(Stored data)
------------------------------
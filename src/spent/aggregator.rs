//! The running total of what the current user has spent this month.

use crate::{
    clock::{Clock, LocalCalendar},
    expense::{ExpenseBackend, ExpenseQuery, Selection, total_price},
    user::CurrentUser,
};

/// A cached sum of the current user's expenses for this calendar month.
///
/// The total starts at zero and is only replaced wholesale by a successful
/// [MonthlySpend::refresh]. Between refreshes it may be stale.
#[derive(Debug, Clone, Copy, Default, PartialEq)]
pub struct MonthlySpend {
    spent: f64,
}

impl MonthlySpend {
    /// Create a total of zero.
    pub fn new() -> Self {
        Self::default()
    }

    /// The cached total.
    pub fn spent(&self) -> f64 {
        self.spent
    }

    /// Add `amount` to the cached total without asking the backend.
    pub fn add_spent(&mut self, amount: f64) {
        self.spent += amount;
    }

    /// Replace the total with the sum of the current user's expenses this month.
    ///
    /// Does nothing when nobody is signed in. If the backend read fails the
    /// error is logged and the previous total is kept.
    pub async fn refresh<B, U, C>(&mut self, backend: &B, user: &U, calendar: &LocalCalendar<C>)
    where
        B: ExpenseBackend,
        U: CurrentUser,
        C: Clock,
    {
        let Some(user_id) = user.current_user() else {
            return;
        };

        let query = ExpenseQuery::for_window(
            Selection::Price,
            user_id,
            calendar.this_month(),
            calendar.timezone(),
        );
        tracing::debug!("Refreshing monthly spend with query {query}");

        match backend.select_expenses(&query).await {
            Ok(rows) => self.spent = total_price(&rows),
            Err(error) => tracing::error!("Error fetching expenses: {error}"),
        }
    }
}
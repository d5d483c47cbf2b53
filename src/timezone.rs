//! Resolving the configured canonical timezone into UTC offsets.

use time::{Date, Duration, OffsetDateTime, PrimitiveDateTime, Time, UtcOffset};
use time_tz::{Offset, TimeZone, Tz};

use crate::Error;

/// Look up a canonical timezone name, e.g. "Pacific/Auckland".
///
/// # Errors
/// Returns [Error::InvalidTimezoneError] if the name is not a known timezone.
pub fn get_timezone(canonical_timezone: &str) -> Result<&'static Tz, Error> {
    time_tz::timezones::get_by_name(canonical_timezone)
        .ok_or_else(|| Error::InvalidTimezoneError(canonical_timezone.to_owned()))
}

/// The offset from UTC that `timezone` observes at the instant `at`.
pub fn get_local_offset(timezone: &Tz, at: OffsetDateTime) -> UtcOffset {
    timezone.get_offset_utc(&at).to_utc()
}

/// The calendar date in `timezone` at the instant `now`.
pub fn local_date(timezone: &Tz, now: OffsetDateTime) -> Date {
    now.to_offset(get_local_offset(timezone, now)).date()
}

/// The UTC instant at which `date` starts in `timezone`.
///
/// This is normally local midnight. The offset is looked up twice: once
/// guessing that midnight is at UTC midnight and again at the instant that
/// guess produced. When a daylight saving transition skips midnight, the day
/// starts at the transition instead, the first instant whose local date is
/// `date`.
pub fn local_midnight_utc(timezone: &Tz, date: Date) -> OffsetDateTime {
    let midnight = PrimitiveDateTime::new(date, Time::MIDNIGHT);

    let first_guess = midnight.assume_offset(get_local_offset(timezone, midnight.assume_utc()));
    let candidate = midnight.assume_offset(get_local_offset(timezone, first_guess));

    if local_date(timezone, candidate) >= date {
        return candidate.to_offset(UtcOffset::UTC);
    }

    first_instant_on(timezone, date, candidate).to_offset(UtcOffset::UTC)
}

/// Search forward from `before`, an instant on the local day before `date`,
/// for the first whole second whose local date is `date`.
fn first_instant_on(timezone: &Tz, date: Date, before: OffsetDateTime) -> OffsetDateTime {
    let mut lower = 0;
    let mut upper = MAX_GAP_SECONDS;

    while upper - lower > 1 {
        let middle = lower + (upper - lower) / 2;

        if local_date(timezone, before + Duration::seconds(middle)) < date {
            lower = middle;
        } else {
            upper = middle;
        }
    }

    before + Duration::seconds(upper)
}

/// No timezone has skipped more than half a day of local time.
const MAX_GAP_SECONDS: i64 = 12 * 60 * 60;
//! A filter builder for reads of the `expense` table.

use std::fmt::Display;

use time::{OffsetDateTime, UtcOffset, format_description::well_known::Rfc3339};
use time_tz::Tz;

use crate::{month_window::MonthWindow, user::UserID};

/// The columns a query reads.
#[derive(Debug, Clone, Copy, PartialEq, Eq)]
pub enum Selection {
    /// Only `price`, enough for summing.
    Price,
    /// `price` and `created_at`, for listing entries.
    PriceAndCreatedAt,
}

impl Selection {
    /// The comma separated column list, e.g. "price, created_at".
    pub fn columns(&self) -> &'static str {
        match self {
            Selection::Price => "price",
            Selection::PriceAndCreatedAt => "price, created_at",
        }
    }

    /// Whether `created_at` is read.
    pub fn includes_created_at(&self) -> bool {
        matches!(self, Selection::PriceAndCreatedAt)
    }
}

/// A read of the `expense` table with optional equality and range filters.
///
/// Filters that are not set do not restrict the result.
#[derive(Debug, Clone, PartialEq)]
pub struct ExpenseQuery {
    selection: Selection,
    user_id: Option<UserID>,
    created_at_gte: Option<OffsetDateTime>,
    created_at_lt: Option<OffsetDateTime>,
}

impl ExpenseQuery {
    /// Start a query reading the columns in `selection`.
    pub fn select(selection: Selection) -> Self {
        Self {
            selection,
            user_id: None,
            created_at_gte: None,
            created_at_lt: None,
        }
    }

    /// Read `selection` for the rows of `user_id` created inside `window`,
    /// where the window's days are calendar days in `timezone`.
    pub fn for_window(
        selection: Selection,
        user_id: UserID,
        window: MonthWindow,
        timezone: &Tz,
    ) -> Self {
        let (lower, upper) = window.to_utc_bounds(timezone);

        Self::select(selection)
            .eq_user_id(user_id)
            .gte_created_at(lower)
            .lt_created_at(upper)
    }

    /// Only rows owned by `user_id`.
    pub fn eq_user_id(mut self, user_id: UserID) -> Self {
        self.user_id = Some(user_id);
        self
    }

    /// Only rows created at or after `lower`.
    pub fn gte_created_at(mut self, lower: OffsetDateTime) -> Self {
        self.created_at_gte = Some(lower.to_offset(UtcOffset::UTC));
        self
    }

    /// Only rows created strictly before `upper`.
    pub fn lt_created_at(mut self, upper: OffsetDateTime) -> Self {
        self.created_at_lt = Some(upper.to_offset(UtcOffset::UTC));
        self
    }

    /// The columns to read.
    pub fn selection(&self) -> Selection {
        self.selection
    }

    /// The owner filter.
    pub fn user_id(&self) -> Option<UserID> {
        self.user_id
    }

    /// The inclusive lower bound on `created_at`, in UTC.
    pub fn created_at_gte(&self) -> Option<OffsetDateTime> {
        self.created_at_gte
    }

    /// The exclusive upper bound on `created_at`, in UTC.
    pub fn created_at_lt(&self) -> Option<OffsetDateTime> {
        self.created_at_lt
    }
}

/// Formats the query as a REST filter string, e.g.
/// "select=price&user_id=eq.1&created_at=gte.2024-03-01T00:00:00Z".
impl Display for ExpenseQuery {
    fn fmt(&self, f: &mut std::fmt::Formatter<'_>) -> std::fmt::Result {
        write!(f, "select={}", self.selection.columns().replace(' ', ""))?;

        if let Some(user_id) = self.user_id {
            write!(f, "&user_id=eq.{user_id}")?;
        }

        for (operator, bound) in [("gte", self.created_at_gte), ("lt", self.created_at_lt)] {
            if let Some(bound) = bound {
                let bound = bound.format(&Rfc3339).map_err(|_| std::fmt::Error)?;
                write!(f, "&created_at={operator}.{bound}")?;
            }
        }

        Ok(())
    }
}

#[cfg(test)]
mod tests {
    use time::macros::{date, datetime};

    use crate::{month_window::MonthWindow, timezone::get_timezone, user::UserID};

    use super::{ExpenseQuery, Selection};

    #[test]
    fn window_query_filters_user_and_month() {
        let tz = get_timezone("Etc/UTC").unwrap();
        let window = MonthWindow::containing(date!(2024 - 03 - 15));

        let query = ExpenseQuery::for_window(Selection::Price, UserID::new(7), window, tz);

        assert_eq!(query.selection(), Selection::Price);
        assert_eq!(query.user_id(), Some(UserID::new(7)));
        assert_eq!(query.created_at_gte(), Some(datetime!(2024-03-01 00:00 UTC)));
        assert_eq!(query.created_at_lt(), Some(datetime!(2024-04-01 00:00 UTC)));
    }

    #[test]
    fn bounds_are_normalised_to_utc() {
        let query = ExpenseQuery::select(Selection::Price)
            .gte_created_at(datetime!(2024-03-01 00:00 +13:00));

        assert_eq!(query.created_at_gte(), Some(datetime!(2024-02-29 11:00 UTC)));
    }

    #[test]
    fn display_renders_filter_string() {
        let query = ExpenseQuery::select(Selection::PriceAndCreatedAt)
            .eq_user_id(UserID::new(1))
            .gte_created_at(datetime!(2024-03-01 00:00 UTC))
            .lt_created_at(datetime!(2024-04-01 00:00 UTC));

        assert_eq!(
            query.to_string(),
            "select=price,created_at&user_id=eq.1\
            &created_at=gte.2024-03-01T00:00:00Z&created_at=lt.2024-04-01T00:00:00Z"
        );
    }

    #[test]
    fn display_omits_unset_filters() {
        let query = ExpenseQuery::select(Selection::Price);

        assert_eq!(query.to_string(), "select=price");
    }
}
------------------------------
> _PROBLEM TO WORK ON_:
Set down, exactly as they appear, the lines above from the first one to the line that holds "pub fn spent(&self)", both included, please, and no others.

> _WRITTEN SOLUTION_:
filename src/spent/aggregator.rs
//! The running total of what the current user has spent this month.

use crate::{
    clock::{Clock, LocalCalendar},
    expense::{ExpenseBackend, ExpenseQuery, Selection, total_price},
    user::CurrentUser,
};

/// A cached sum of the current user's expenses for this calendar month.
///
/// The total starts at zero and is only replaced wholesale by a successful
/// [MonthlySpend::refresh]. Between refreshes it may be stale.
#[derive(Debug, Clone, Copy, Default, PartialEq)]
pub struct MonthlySpend {
    spent: f64,
}

impl MonthlySpend {
    /// Create a total of zero.
    pub fn new() -> Self {
        Self::default()
    }

    /// The cached total.
    pub fn spent(&self) -> f64 {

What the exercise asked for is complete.